Los datos fueron introducidos en una base de datos del programa estadístico R-SIGMA creada para tal fin. Para el análisis de los mismos, realizado a través de dicho programa, se emplearon herramientas de estadística descriptiva (rango, media aritmética y desviación estándar) y analítica (T de Student y Chi-cuadrado).

 

Resultados

156 pacientes cumplían criterios de inclusión en el estudio y aceptaron participar, sin ningún rechazo, en el mismo. A lo largo del año de seguimiento se produjeron 12 pérdidas (7,8% de los pacientes inicialmente incluidos), siendo ocasionadas 9 por fallecimiento, 2 por cambio de domicilio y 1 por otras causas.

Respecto a sus características demográficas, 91 participantes (58,3%) eran hombres y 65 (41,7%) mujeres, con una edad media de 79,4 años (rango de 67 a 98 años).

Con referencia a la salud percibida por los pacientes, no se encontraron diferencias significativas en la salud percibida subjetiva antes y después de la intervención (muy buena/buena 29,5% vs 28,5%, regular/mala/muy mala 70,5% vs 71,5%; p>0,05). Los datos relativos a la calidad de vida antes y después de la intervención, expresados en porcentaje de deterioro a través del cuestionario NHP, aparecen recogidos en la figura 1, no apreciándose una modificación significativa a nivel del deterioro global, pero sí mejoras significativas en las esferas emocional y de aislamiento social del paciente.

 


Figura 1. Calidad de vida.

 

La frecuentación media total de los pacientes descendió de 14,2 visitas/año el año previo a 9,0 visitas el año de intervención (p<0,01). De forma similar, el porcentaje de hiperfrecuentadores presentó una disminución significativa, reduciéndose del 34% al 17,1% (p<0,01).

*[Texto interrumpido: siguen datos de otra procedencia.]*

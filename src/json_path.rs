//! JSON path selection over documents.
//!
//! ApiSchema paths use a small JSONPath dialect: a `$` root followed by
//! `.name` property steps, `[*]` array fan-out and `[n]` indexes. Validation
//! errors arrive as JSON Pointers, so this module also converts pointers to
//! paths and removes values addressed by a pointer.

use std::fmt;

use serde::{Deserialize, Serialize};
use serde_json::Value;

/// A JSONPath expression such as `$.classPeriods[*].classPeriodReference.schoolId`.
#[derive(Debug, Clone, PartialEq, Eq, Hash, PartialOrd, Ord, Serialize, Deserialize)]
#[serde(transparent)]
pub struct JsonPath(String);

#[derive(Debug, Clone, PartialEq, Eq)]
enum Segment {
    Property(String),
    Wildcard,
    Index(usize),
}

impl JsonPath {
    pub fn new(path: impl Into<String>) -> Self {
        JsonPath(path.into())
    }

    pub fn as_str(&self) -> &str {
        &self.0
    }

    /// Name of the final property step, e.g. `schoolId` for `$.schoolReference.schoolId`.
    pub fn last_property_name(&self) -> Option<String> {
        self.segments().into_iter().rev().find_map(|s| match s {
            Segment::Property(name) => Some(name),
            _ => None,
        })
    }

    fn segments(&self) -> Vec<Segment> {
        let body = self.0.strip_prefix('$').unwrap_or(&self.0);
        let mut segments = Vec::new();
        let mut chars = body.chars().peekable();

        while let Some(c) = chars.next() {
            match c {
                '.' => {
                    let mut name = String::new();
                    while let Some(&next) = chars.peek() {
                        if next == '.' || next == '[' {
                            break;
                        }
                        name.push(next);
                        chars.next();
                    }
                    if !name.is_empty() {
                        segments.push(Segment::Property(name));
                    }
                }
                '[' => {
                    let mut inner = String::new();
                    for next in chars.by_ref() {
                        if next == ']' {
                            break;
                        }
                        inner.push(next);
                    }
                    let inner = inner.trim();
                    if inner == "*" {
                        segments.push(Segment::Wildcard);
                    } else if let Ok(index) = inner.parse::<usize>() {
                        segments.push(Segment::Index(index));
                    } else {
                        let name = inner.trim_matches(|q| q == '\'' || q == '"');
                        segments.push(Segment::Property(name.to_string()));
                    }
                }
                _ => {}
            }
        }
        segments
    }

    /// Every value reachable by this path, in document order.
    pub fn select<'a>(&self, document: &'a Value) -> Vec<&'a Value> {
        self.select_with_paths(document)
            .into_iter()
            .map(|(_, value)| value)
            .collect()
    }

    /// Every value reachable by this path together with its concrete path,
    /// e.g. `$.gradeLevels[1].gradeLevelDescriptor`.
    pub fn select_with_paths<'a>(&self, document: &'a Value) -> Vec<(String, &'a Value)> {
        let mut current = vec![(String::from("$"), document)];
        for segment in self.segments() {
            let mut next = Vec::new();
            for (path, value) in current {
                match (&segment, value) {
                    (Segment::Property(name), Value::Object(map)) => {
                        if let Some(child) = map.get(name) {
                            next.push((format!("{}.{}", path, name), child));
                        }
                    }
                    (Segment::Wildcard, Value::Array(items)) => {
                        for (i, child) in items.iter().enumerate() {
                            next.push((format!("{}[{}]", path, i), child));
                        }
                    }
                    (Segment::Index(i), Value::Array(items)) => {
                        if let Some(child) = items.get(*i) {
                            next.push((format!("{}[{}]", path, i), child));
                        }
                    }
                    _ => {}
                }
            }
            current = next;
        }
        current
    }

    /// The first value reachable by this path.
    pub fn select_first<'a>(&self, document: &'a Value) -> Option<&'a Value> {
        self.select(document).into_iter().next()
    }

    /// Apply `f` to every value reachable by this path.
    pub fn for_each_mut(&self, document: &mut Value, f: &mut dyn FnMut(&mut Value)) {
        visit_mut(&self.segments(), document, f);
    }
}

fn visit_mut(segments: &[Segment], value: &mut Value, f: &mut dyn FnMut(&mut Value)) {
    let Some((head, rest)) = segments.split_first() else {
        f(value);
        return;
    };
    match (head, value) {
        (Segment::Property(name), Value::Object(map)) => {
            if let Some(child) = map.get_mut(name) {
                visit_mut(rest, child, f);
            }
        }
        (Segment::Wildcard, Value::Array(items)) => {
            for child in items.iter_mut() {
                visit_mut(rest, child, f);
            }
        }
        (Segment::Index(i), Value::Array(items)) => {
            if let Some(child) = items.get_mut(*i) {
                visit_mut(rest, child, f);
            }
        }
        _ => {}
    }
}

impl fmt::Display for JsonPath {
    fn fmt(&self, f: &mut fmt::Formatter<'_>) -> fmt::Result {
        f.write_str(&self.0)
    }
}

impl From<&str> for JsonPath {
    fn from(s: &str) -> Self {
        JsonPath(s.to_string())
    }
}

impl From<String> for JsonPath {
    fn from(s: String) -> Self {
        JsonPath(s)
    }
}

/// Split a JSON Pointer into unescaped reference tokens (`~1` = `/`, `~0` = `~`).
pub fn pointer_tokens(pointer: &str) -> Vec<String> {
    let path = pointer.trim_start_matches('#');
    if path.is_empty() {
        return Vec::new();
    }
    path.strip_prefix('/')
        .unwrap_or(path)
        .split('/')
        .map(|part| part.replace("~1", "/").replace("~0", "~"))
        .collect()
}

/// Render a JSON Pointer as a JSON path: `/classPeriods/0/schoolId` becomes
/// `$.classPeriods[0].schoolId`.
pub fn pointer_to_json_path(pointer: &str) -> String {
    let mut path = String::from("$");
    for token in pointer_tokens(pointer) {
        if !token.is_empty() && token.bytes().all(|b| b.is_ascii_digit()) {
            path.push('[');
            path.push_str(&token);
            path.push(']');
        } else {
            path.push('.');
            path.push_str(&token);
        }
    }
    path
}

/// Escape a property name for use as a JSON Pointer token.
pub fn escape_pointer_token(token: &str) -> String {
    token.replace('~', "~0").replace('/', "~1")
}

/// Pointer of the container holding the value at `pointer`, with the last
/// token. `None` for the root.
pub fn split_pointer(pointer: &str) -> Option<(String, String)> {
    let mut tokens = pointer_tokens(pointer);
    let last = tokens.pop()?;
    let parent = tokens
        .iter()
        .map(|t| format!("/{}", escape_pointer_token(t)))
        .collect();
    Some((parent, last))
}

/// Remove the value addressed by `pointer`. Returns whether anything was removed.
pub fn remove_at_pointer(document: &mut Value, pointer: &str) -> bool {
    let mut tokens = pointer_tokens(pointer);
    let Some(last) = tokens.pop() else {
        return false;
    };

    let mut parent = document;
    for token in &tokens {
        parent = match parent {
            Value::Object(map) => match map.get_mut(token) {
                Some(child) => child,
                None => return false,
            },
            Value::Array(items) => match token.parse::<usize>().ok().and_then(|i| items.get_mut(i)) {
                Some(child) => child,
                None => return false,
            },
            _ => return false,
        };
    }

    match parent {
        Value::Object(map) => map.remove(&last).is_some(),
        Value::Array(items) => match last.parse::<usize>() {
            Ok(i) if i < items.len() => {
                items.remove(i);
                true
            }
            _ => false,
        },
        _ => false,
    }
}

/// The value addressed by `pointer`, tolerating the `#` fragment prefix.
pub fn value_at_pointer<'a>(document: &'a Value, pointer: &str) -> Option<&'a Value> {
    let pointer = pointer.trim_start_matches('#');
    if pointer.is_empty() {
        return Some(document);
    }
    document.pointer(pointer)
}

La figura 2 recoge el grado de satisfacción con la atención recibida expresada antes y después del año de participación en el programa de seguimiento, tanto a nivel de atención global recibida como de atención médica y de enfermería. En todos los casos se encontró un aumento estadísticamente significativo de la satisfacción al finalizar el periodo de seguimiento (p<0,05 en la satisfacción de la atención global y médica y p<0,01 en la satisfacción de la atención de enfermería).

 


Figura 2. Satisfacción con la atención.

 

El porcentaje de pacientes que consideraban que la atención recibida a través del programa era "mucho mejor" o "mejor" que la recibida con anterioridad era del 85,4%, "igual" del 11,8% y "peor" o "mucho peor" del 2,8%.

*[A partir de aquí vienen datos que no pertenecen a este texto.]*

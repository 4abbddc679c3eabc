//! Request pipelines.
//!
//! A pipeline is an ordered list of steps over one [`RequestContext`]. The
//! first step that sets a response ends it; the last step of every pipeline
//! is a handler that calls the document store exactly once.

mod context;
mod handlers;
pub mod responses;
mod steps;

use std::fmt;

use async_trait::async_trait;
use tracing::error;

pub use context::{FrontendRequest, FrontendResponse, PathComponents, ProjectInfo, RequestContext};
pub use handlers::{
    DeleteByIdHandler, GetByIdHandler, QueryRequestHandler, UpdateByIdHandler, UpsertHandler,
};
pub use responses::FailureBody;
pub use steps::{
    BuildResourceInfo, CoerceFromStrings, ExtractDocumentInfo, ParseBody, ParsePath,
    RejectResourceIdentifier, ValidateDocument, ValidateEqualityConstraint,
    ValidateMatchingDocumentUuids, ValidateQuery,
};

/// One stage of request processing.
#[async_trait]
pub trait PipelineStep: Send + Sync + fmt::Debug {
    /// Advance the request, or end it by setting `context.response`.
    async fn execute(&self, context: &mut RequestContext);
}

#[derive(Debug, Default)]
pub struct Pipeline {
    steps: Vec<Box<dyn PipelineStep>>,
}

impl Pipeline {
    pub fn new(steps: Vec<Box<dyn PipelineStep>>) -> Self {
        Self { steps }
    }

    pub fn len(&self) -> usize {
        self.steps.len()
    }

    pub fn is_empty(&self) -> bool {
        self.steps.is_empty()
    }

    /// Run the steps in order until one produces a response.
    pub async fn run(&self, context: &mut RequestContext) {
        for step in &self.steps {
            step.execute(context).await;
            if context.response.is_some() {
                return;
            }
        }
    }

    /// Run to completion and take the response.
    ///
    /// A pipeline that ends without a response yields a 500.
    pub async fn process(&self, mut context: RequestContext) -> FrontendResponse {
        self.run(&mut context).await;
        match context.response.take() {
            Some(response) => response,
            None => {
                error!(trace_id = %context.trace_id(), "pipeline finished without a response");
                responses::unknown_failure(context.trace_id())
            }
        }
    }
}
//! Read-only access to a parsed ApiSchema document.
//!
//! The whole document is validated when it is built, so a live
//! `ApiSchemaDocument` never yields a schema error later on.

use std::collections::BTreeMap;
use std::sync::Arc;

use serde::Deserialize;
use serde_json::Value;

use crate::error::ApiSchemaError;
use crate::json_path::escape_pointer_token;
use crate::loader::{load_json_auto, load_json_str};
use crate::resource_schema::ResourceSchema;

/// One project (core data model or extension) of an ApiSchema.
#[derive(Debug, Clone)]
pub struct ProjectSchema {
    /// Key under `projectSchemas` and first path segment of requests, e.g. `ed-fi`.
    pub project_endpoint_name: String,
    /// Project name used in identities, e.g. `Ed-Fi`.
    pub project_name: String,
    pub project_version: String,
    pub is_extension_project: bool,
    pub description: String,
    /// Keyed by resource endpoint name, e.g. `schools`.
    resource_schemas: BTreeMap<String, Arc<ResourceSchema>>,
}

#[derive(Deserialize)]
#[serde(rename_all = "camelCase")]
struct ApiSchemaNode {
    project_name_mapping: BTreeMap<String, String>,
    project_schemas: BTreeMap<String, Value>,
}

#[derive(Deserialize)]
#[serde(rename_all = "camelCase")]
struct ProjectSchemaNode {
    project_name: String,
    #[serde(default)]
    project_version: String,
    #[serde(default)]
    is_extension_project: bool,
    #[serde(default)]
    description: String,
    resource_schemas: BTreeMap<String, Value>,
}

impl ProjectSchema {
    fn from_node(endpoint_name: &str, node: &Value) -> Result<Self, ApiSchemaError> {
        let path = format!("/projectSchemas/{}", escape_pointer_token(endpoint_name));
        let raw: ProjectSchemaNode = serde_json::from_value(node.clone())
            .map_err(|e| ApiSchemaError::invalid(&path, e.to_string()))?;

        let mut resource_schemas = BTreeMap::new();
        for (resource_endpoint, resource_node) in &raw.resource_schemas {
            let resource_path = format!(
                "{}/resourceSchemas/{}",
                path,
                escape_pointer_token(resource_endpoint)
            );
            let schema = ResourceSchema::from_node(&resource_path, resource_node)?;
            resource_schemas.insert(resource_endpoint.clone(), Arc::new(schema));
        }

        Ok(ProjectSchema {
            project_endpoint_name: endpoint_name.to_string(),
            project_name: raw.project_name,
            project_version: raw.project_version,
            is_extension_project: raw.is_extension_project,
            description: raw.description,
            resource_schemas,
        })
    }

    /// Resource schema for a request path segment such as `schools`.
    pub fn find_resource_schema(&self, endpoint_name: &str) -> Option<&Arc<ResourceSchema>> {
        self.resource_schemas.get(endpoint_name)
    }

    /// Resource schema by resource name such as `School`.
    pub fn find_resource_schema_by_name(&self, resource_name: &str) -> Option<&Arc<ResourceSchema>> {
        self.resource_schemas
            .values()
            .find(|r| r.resource_name == resource_name)
    }

    /// (endpoint name, schema) pairs ordered by endpoint name.
    pub fn resource_schemas(&self) -> impl Iterator<Item = (&str, &Arc<ResourceSchema>)> {
        self.resource_schemas.iter().map(|(k, v)| (k.as_str(), v))
    }

    pub fn resource_count(&self) -> usize {
        self.resource_schemas.len()
    }
}

/// A validated ApiSchema: every project and resource schema parsed eagerly.
#[derive(Debug, Clone)]
pub struct ApiSchemaDocument {
    project_name_mapping: BTreeMap<String, String>,
    project_schemas: Vec<ProjectSchema>,
}

impl ApiSchemaDocument {
    /// Parse and validate an ApiSchema document.
    ///
    /// # Errors
    ///
    /// Returns `ApiSchemaError::SchemaInvalid` with the JSON Pointer of the
    /// first invalid node.
    pub fn from_value(root: &Value) -> Result<Self, ApiSchemaError> {
        let raw: ApiSchemaNode = serde_json::from_value(root.clone())
            .map_err(|e| ApiSchemaError::invalid("/", e.to_string()))?;

        let project_schemas = raw
            .project_schemas
            .iter()
            .map(|(endpoint, node)| ProjectSchema::from_node(endpoint, node))
            .collect::<Result<Vec<_>, _>>()?;

        Ok(ApiSchemaDocument {
            project_name_mapping: raw.project_name_mapping,
            project_schemas,
        })
    }

    /// Parse an ApiSchema from a JSON string.
    pub fn parse_str(content: &str) -> Result<Self, ApiSchemaError> {
        Self::from_value(&load_json_str(content)?)
    }

    /// Load an ApiSchema from a file path or URL.
    pub fn load(source: &str) -> Result<Self, ApiSchemaError> {
        Self::from_value(&load_json_auto(source)?)
    }

    /// Project schema for a namespace: either the endpoint name (`ed-fi`)
    /// or the project name (`Ed-Fi`), matched case-insensitively.
    pub fn find_project_schema(&self, project_namespace: &str) -> Option<&ProjectSchema> {
        let wanted = project_namespace.to_ascii_lowercase();
        let endpoint = self
            .project_name_mapping
            .iter()
            .find(|(name, _)| name.to_ascii_lowercase() == wanted)
            .map(|(_, endpoint)| endpoint.to_ascii_lowercase())
            .unwrap_or(wanted);

        self.project_schemas
            .iter()
            .find(|p| p.project_endpoint_name.to_ascii_lowercase() == endpoint)
    }

    /// All project schemas, ordered by endpoint name.
    pub fn all_project_schemas(&self) -> &[ProjectSchema] {
        &self.project_schemas
    }

    /// Resource schema by project name and resource name, as references name them.
    pub fn find_resource_schema(
        &self,
        project_name: &str,
        resource_name: &str,
    ) -> Option<&Arc<ResourceSchema>> {
        self.find_project_schema(project_name)
            .and_then(|p| p.find_resource_schema_by_name(resource_name))
    }
}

121 pacientes (84%) expresaron al menos algún punto positivo de la atención recibida a través del programa de intervención (los aspectos expresados aparecen recogidos, junto al porcentaje de pacientes, en la figura 3). Del mismo modo, solo 10 pacientes (6,9%) expresaron algún punto negativo de la atención recibida con el programa, destacando entre ellos la necesidad de aumentar el número de visitas (3,5% de los pacientes), la no realización de renovación de recetas en el domicilio (2,8% de los pacientes) y la falta de visitas domiciliarias de otros especialistas (0,7% de los pacientes).

 


Figura 3. Puntos positivos destacados.

 

Discusión

España es uno de los países más envejecidos del mundo, existiendo un porcentaje del 5-8% de las personas mayores que presentan algún grado de dependencia y necesidad de cuidados en el domicilio3,15,17, y, aunque la mayor necesidad de cuidados es en la esfera social, proporcionados básicamente por la familia, es preciso un apoyo sanitario que debe ser proporcionado principalmente por la Atención Primaria18,21, con independencia de la existencia de grupos de apoyo especializados22,23. Todo ello está ocasionando que cada vez se dediquen más recursos, humanos y materiales a la realización de atención domiciliaria24,25.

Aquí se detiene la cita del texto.